Zdobyły najważniejsze laury na dwóch prestiżowych festiwalach filmowych, a już na przełomie maja i czerwca zostaną zaprezentowane w międzynarodowym konkursie dokumentalnym w stolicy małopolski. Mocne, odważne, poruszające, a przede wszystkim bardzo osobiste, bo z kamerą wymierzoną na siebie i najbliższych. Oto pierwsze tytuły tegorocznej edycji Krakowskiego Festiwalu Filmowego.
Filmy uhonorowane na tak ważnych świętach kina stanowią nie lada gratkę dla widzów. Jesteśmy bardzo dumni, że pośród naszych odkryć znajdą się tytuły odkryte wcześniej przez naszych kolegów z renomowanych festiwali i nagrodzone przez wybitnych filmowców. - komentuje dyrektor festiwalu Krzysztof Gierat.
Trzy tytuły, które zdążyły zachwycić publiczność i jury najważniejszych festiwali filmowych. Dający nadzieję dokument ‘“Życie jest piękne”/“Life is Beautiful” Mohameda Jabaly opuścił festiwal IDFA z nagrodą dla reżysera, wstrząsający film “1498” autorstwa Shoghakat Vardanyan wyjechał z Amsterdamu z główną nagrodą. Z kolei bardzo intymna “Monogamia” Ohada Milsteina oczarowała krytyków na festiwalu w Locarno.

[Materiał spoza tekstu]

// Copyright 2020 - developers of the `tlgram` project.
//
// Licensed under the Apache License, Version 2.0 <LICENSE-APACHE or
// https://www.apache.org/licenses/LICENSE-2.0> or the MIT license
// <LICENSE-MIT or https://opensource.org/licenses/MIT>, at your
// option. This file may not be copied, modified, or distributed
// except according to those terms.
use num_bigint::BigUint;

use crate::{aes::ige_encrypt, sha256};

/// RSA key.
pub struct Key {
    n: BigUint,
    e: BigUint,
}

impl Key {
    pub fn new(n: &str, e: &str) -> Option<Self> {
        Some(Self {
            n: BigUint::parse_bytes(n.as_bytes(), 10)?,
            e: BigUint::parse_bytes(e.as_bytes(), 10)?,
        })
    }
}

/// Encrypt the given data, prefixing it with a hash before, using RSA.
pub fn encrypt_hashed(data: &[u8], key: &Key, random_bytes: &[u8; 256]) -> Vec<u8> {
    // https://core.telegram.org/mtproto/auth_key#41-rsa-paddata-server-public-key-mentioned-above-is-implemented-as-follows

    // data_with_padding := data + random_padding_bytes; -- where random_padding_bytes are chosen so that the resulting length of data_with_padding is precisely 192 bytes, and data is the TL-serialized data to be encrypted as before. One has to check that data is not longer than 144 bytes.
    assert!(data.len() <= 144);
    let data_with_padding = {
        let mut buffer = Vec::with_capacity(192);
        buffer.extend(data);
        buffer.extend(&random_bytes[..192 - data.len()]);
        buffer
    };

    // data_pad_reversed := BYTE_REVERSE(data_with_padding); -- is obtained from data_with_padding by reversing the byte order.
    let data_pad_reversed = data_with_padding.iter().copied().rev().collect::<Vec<u8>>();

    let mut attempt = 0;
    let key_aes_encrypted = loop {
        if 192 + 32 * attempt + 32 > random_bytes.len() {
            panic!("ran out of entropy");
        }

        // a random 32-byte temp_key is generated.
        let temp_key = &random_bytes[192 + 32 * attempt..192 + 32 * attempt + 32]
            .try_into()
            .unwrap();

        // data_with_hash := data_pad_reversed + SHA256(temp_key + data_with_padding); -- after this assignment, data_with_hash is exactly 224 bytes long.
        let data_with_hash = {
            let mut buffer = Vec::with_capacity(224);
            buffer.extend(&data_pad_reversed);
            buffer.extend(sha256!(&temp_key, &data_with_padding));
            buffer
        };

        // aes_encrypted := AES256_IGE(data_with_hash, temp_key, 0); -- AES256-IGE encryption with zero IV.
        let aes_encrypted = ige_encrypt(&data_with_hash, &temp_key, &[0u8; 32]);

        // temp_key_xor := temp_key XOR SHA256(aes_encrypted); -- adjusted key, 32 bytes
        let temp_key_xor = {
            let mut xored = temp_key.clone();
            xored
                .iter_mut()
                .zip(sha256!(&aes_encrypted))
                .for_each(|(a, b)| *a ^= b);
            xored
        };

        // key_aes_encrypted := temp_key_xor + aes_encrypted; -- exactly 256 bytes (2048 bits) long
        let key_aes_encrypted = {
            let mut buffer = Vec::with_capacity(256);
            buffer.extend(temp_key_xor);
            buffer.extend(aes_encrypted);
            buffer
        };

        // The value of key_aes_encrypted is compared with the RSA-modulus of server_pubkey as a big-endian 2048-bit (256-byte) unsigned integer. If key_aes_encrypted turns out to be greater than or equal to the RSA modulus, the previous steps starting from the generation of new random temp_key are repeated. Otherwise the final step is performed:
        if BigUint::from_bytes_be(&key_aes_encrypted) < key.n {
            break key_aes_encrypted;
        }

        attempt += 1;
    };

    // encrypted_data := RSA(key_aes_encrypted, server_pubkey); -- 256-byte big-endian integer is elevated to the requisite power from the RSA public key modulo the RSA modulus, and the result is stored as a big-endian integer consisting of exactly 256 bytes (with leading zero bytes if required).
    let payload = BigUint::from_bytes_be(&key_aes_encrypted);
    let encrypted = payload.modpow(&key.e, &key.n);
    let mut block = encrypted.to_bytes_be();
    while block.len() < 256 {
        block.insert(0, 0);
    }

    block
}

#[cfg(test)]
mod tests {
    use super::*;
    use crate::hex;

    #[test]
    fn test_rsa_encryption() {
        let key = Key::new("25342889448840415564971689590713473206898847759084779052582026594546022463853940585885215951168491965708222649399180603818074200620463776135424884632162512403163793083921641631564740959529419359595852941166848940585952337613333022396096584117954892216031229237302943701877588456738335398602461675225081791820393153757504952636234951323237820036543581047826906120927972487366805292115792231423684261262330394324750785450942589751755390156647751460719351439969059949569615302809050721500330239005077889855323917509948255722081644689442127297605422579707142646660768825302832201908302295573257427896031830742328565032949", "65537").unwrap();
        let result = encrypt_hashed(
            &hex::from_hex("955ff5a9081a8e635f5743de9b00000004453dc27100000004622f1fcb000000f7a81627bbf511fa4afef71e94a0937474586c1add9198dda81a5df8393871c8293623c5fb968894af1be7dfe9c7be813f9307789242fd0cb0c16a5cb39a8d3e"),
            &key,
            hex::from_hex("12270000635593b03fee033d0672f9afddf9124de9e77df6251806cba93482e4c9e6e06e7d44e4c4baae821aff91af44789689faaee9bdfc7b2df8c08709afe57396c4638ceaa0dc30114f82447e81d3b53edc423b32660c43a5b8ad057b64500000000000000000000000000000000000000000000000000000000000000000000000000000000000000000000000000000000000000000000000000000000000000000000000000000000000000000000000000000000000000000000000007dada0920c4973913229e0f881aec7b9db0c392d34f52fb0995ea493ecb4c09daaf68fe9554ec7a59c03e4035952b220b47a8d06aad71134110d8c44948901f8").as_slice().try_into().unwrap(),
        );
        assert_eq!(
            result,
            hex::from_hex("c6d211349fc10cda6983276250b09f4be9b39f533b5d314b732b51a6dd72234dab4224209992c894e0e4c9f30249f1dbbd1630a27b98f2f92a53c00baabbd46f380bd35f417e5ec2edb43f7644b5c81af011d736eb369265e848b553ae5e6350dd5695efc72bde0e35f3c3fc827b91eb97cf1efdbff12269b9c33f81645adebc89ed167edc19d285237a754bf629aa358ed08498863b2aec8b7139001627bbe8bdef239474a5a43e664d278f39e72d694a206d7b838fd40868a71c4bfbffa38b7679faa502b7795cbe5ae1bd05ca7eb01ff5b05107265fd39bd5b4e19d392b735a3b0b5b21473062981bff86ff9084a7b594775e3127c05fd454e19f794a4ab4")
        );
    }
}
// Copyright 2020 - developers of the `tlgram` project.
//
// Licensed under the Apache License, Version 2.0 <LICENSE-APACHE or
// https://www.apache.org/licenses/LICENSE-2.0> or the MIT license
// <LICENSE-MIT or https://opensource.org/licenses/MIT>, at your
// option. This file may not be copied, modified, or distributed
// except according to those terms.

#![allow(
    clippy::cognitive_complexity,
    clippy::identity_op,
    clippy::unreadable_literal
)]

//! This module contains all of the boxed types, each represented
//! by an `enum` with one variant per possible value the type can
//! take. All of them implement [`Identifiable`], [`Serializable`]
//! and [`Deserializable`].
//!
//! [`Identifiable`]: ../trait.Identifiable.html
//! [`Serializable`]: ../trait.Serializable.html
//! [`Deserializable`]: ../trait.Deserializable.html

include!(concat!(env!("OUT_DIR"), "/generated_enums.rs"));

Zupełnie różne historie, wszystkie łączy osobista perspektywa, z obiektywem skierowanym na siebie i najbliższe otoczenie.
Telefon na IDFA
Amsterdamskiego Międzynarodowego Festiwalu Filmów Dokumentalnych IDFA nie trzeba przedstawiać miłośnikom gatunku i pasjonatom kina. Tym razem do Krakowa zostały zaproszone aż dwa tamtejsze zwycięskie dokumenty. Zarówno “Życie jest piękne”, jak i “1498” zostaną w Polsce pokazane premierowo.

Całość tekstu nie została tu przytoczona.